◆ **Exercise instructions**
Select, from the data, each line where "ChannelSender" occurs.

[Stored items]
◇ ◇ ◇
//! The outbound side of a messaging channel. The dispatcher talks to every
//! channel through [`ChannelSender`]; the concrete implementations live in
//! the per-channel modules.

use std::sync::Mutex;

use async_trait::async_trait;
use thiserror::Error;

use bookline_core::domain::message::Channel;

/// Hard caps imposed by the channel APIs. A body over the cap is truncated
/// before sending rather than rejected by the remote end.
pub fn response_limit(channel: Channel) -> usize {
    match channel {
        Channel::Telegram => 4096,
        Channel::Whatsapp => 4096,
    }
}

/// Truncates on a char boundary, keeping room for the ellipsis.
pub fn fit_to_limit(body: &str, limit: usize) -> String {
    if body.chars().count() <= limit {
        return body.to_string();
    }
    let mut truncated: String = body.chars().take(limit.saturating_sub(1)).collect();
    truncated.push('…');
    truncated
}

#[derive(Debug, Error)]
pub enum ChannelError {
    #[error("channel rate limited, retry after {retry_after_secs}s")]
    RateLimited { retry_after_secs: u64 },
    #[error("channel returned {status}: {detail}")]
    Api { status: u16, detail: String },
    #[error("channel transport failure: {0}")]
    Transport(String),
    /// The channel refused the message itself (bad chat id, blocked bot).
    /// Retrying the same payload cannot succeed.
    #[error("message rejected: {0}")]
    Rejected(String),
}

impl ChannelError {
    pub fn is_retryable(&self) -> bool {
        match self {
            Self::RateLimited { .. } | Self::Transport(_) => true,
            Self::Api { status, .. } => *status >= 500,
            Self::Rejected(_) => false,
        }
    }
}

#[async_trait]
pub trait ChannelSender: Send + Sync {
    fn channel(&self) -> Channel;

    async fn send_text(&self, destination: &str, body: &str) -> Result<(), ChannelError>;

    /// Text plus tappable quick-reply choices where the channel supports
    /// them; falls back to plain text otherwise.
    async fn send_quick_choices(
        &self,
        destination: &str,
        body: &str,
        choices: &[String],
    ) -> Result<(), ChannelError>;

    /// Typing indicator. Cosmetic; failures are swallowed by callers.
    async fn send_typing(&self, destination: &str) -> Result<(), ChannelError>;
}

/// In-memory sender for dispatcher and runtime tests.
pub struct RecordingSender {
    channel: Channel,
    sent: Mutex<Vec<(String, String)>>,
    failures: Mutex<Vec<ChannelError>>,
}

impl RecordingSender {
    pub fn new(channel: Channel) -> Self {
        Self { channel, sent: Mutex::new(Vec::new()), failures: Mutex::new(Vec::new()) }
    }

    /// Queue failures to return before deliveries start succeeding.
    pub fn fail_next(&self, error: ChannelError) {
        if let Ok(mut failures) = self.failures.lock() {
            failures.push(error);
        }
    }

    pub fn sent(&self) -> Vec<(String, String)> {
        match self.sent.lock() {
            Ok(sent) => sent.clone(),
            Err(poisoned) => poisoned.into_inner().clone(),
        }
    }
}

#[async_trait]
impl ChannelSender for RecordingSender {
    fn channel(&self) -> Channel {
        self.channel
    }

    async fn send_text(&self, destination: &str, body: &str) -> Result<(), ChannelError> {
        if let Ok(mut failures) = self.failures.lock() {
            if !failures.is_empty() {
                return Err(failures.remove(0));
            }
        }
        if let Ok(mut sent) = self.sent.lock() {
            sent.push((destination.to_string(), body.to_string()));
        }
        Ok(())
    }

    async fn send_quick_choices(
        &self,
        destination: &str,
        body: &str,
        _choices: &[String],
    ) -> Result<(), ChannelError> {
        self.send_text(destination, body).await
    }

    async fn send_typing(&self, _destination: &str) -> Result<(), ChannelError> {
        Ok(())
    }
}

#[cfg(test)]
mod tests {
    use bookline_core::domain::message::Channel;

    use super::{fit_to_limit, response_limit, ChannelError};

    #[test]
    fn oversized_body_is_truncated_with_ellipsis() {
        let limit = response_limit(Channel::Telegram);
        let body = "x".repeat(limit + 50);
        let fitted = fit_to_limit(&body, limit);
        assert_eq!(fitted.chars().count(), limit);
        assert!(fitted.ends_with('…'));

        let short = fit_to_limit("hello", limit);
        assert_eq!(short, "hello");
    }

    #[test]
    fn truncation_respects_char_boundaries() {
        let body = "ой".repeat(3000);
        let fitted = fit_to_limit(&body, 4096);
        assert_eq!(fitted.chars().count(), 4096);
    }

    #[test]
    fn retryability_follows_failure_class() {
        assert!(ChannelError::RateLimited { retry_after_secs: 3 }.is_retryable());
        assert!(ChannelError::Transport("reset".into()).is_retryable());
        assert!(ChannelError::Api { status: 502, detail: "bad gateway".into() }.is_retryable());
        assert!(!ChannelError::Api { status: 400, detail: "bad request".into() }.is_retryable());
        assert!(!ChannelError::Rejected("bot blocked".into()).is_retryable());
    }
}
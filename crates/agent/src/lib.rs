//! Conversation runtime: classification, turn orchestration, and execution
//! of the state machine's effects against the real collaborators.

pub mod conversation;
pub mod extract;
pub mod intent;
pub mod llm;

pub use conversation::{
    ConversationRuntime, HealthState, RuntimeServices, RuntimeSettings,
};
pub use extract::{parse_model_turn, resolve_turn, ModelTurn};
pub use intent::KeywordClassifier;
pub use llm::{ModelClient, ModelError};
//! Messaging-channel gateways: the sender interface the dispatcher drives,
//! webhook parsing into the normalized inbound shape, and webhook
//! authenticity checks.

pub mod sender;
pub mod telegram;
pub mod verify;
pub mod whatsapp;

pub use sender::{fit_to_limit, response_limit, ChannelError, ChannelSender, RecordingSender};
pub use verify::{verify_hmac_signature, verify_secret_token};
◇ ◇ ◇
◆ **Answer space**
//! channel through [`ChannelSender`]; the concrete implementations live in
pub trait ChannelSender: Send + Sync {
impl ChannelSender for RecordingSender {
pub use sender::{fit_to_limit, response_limit, ChannelError, ChannelSender, RecordingSender};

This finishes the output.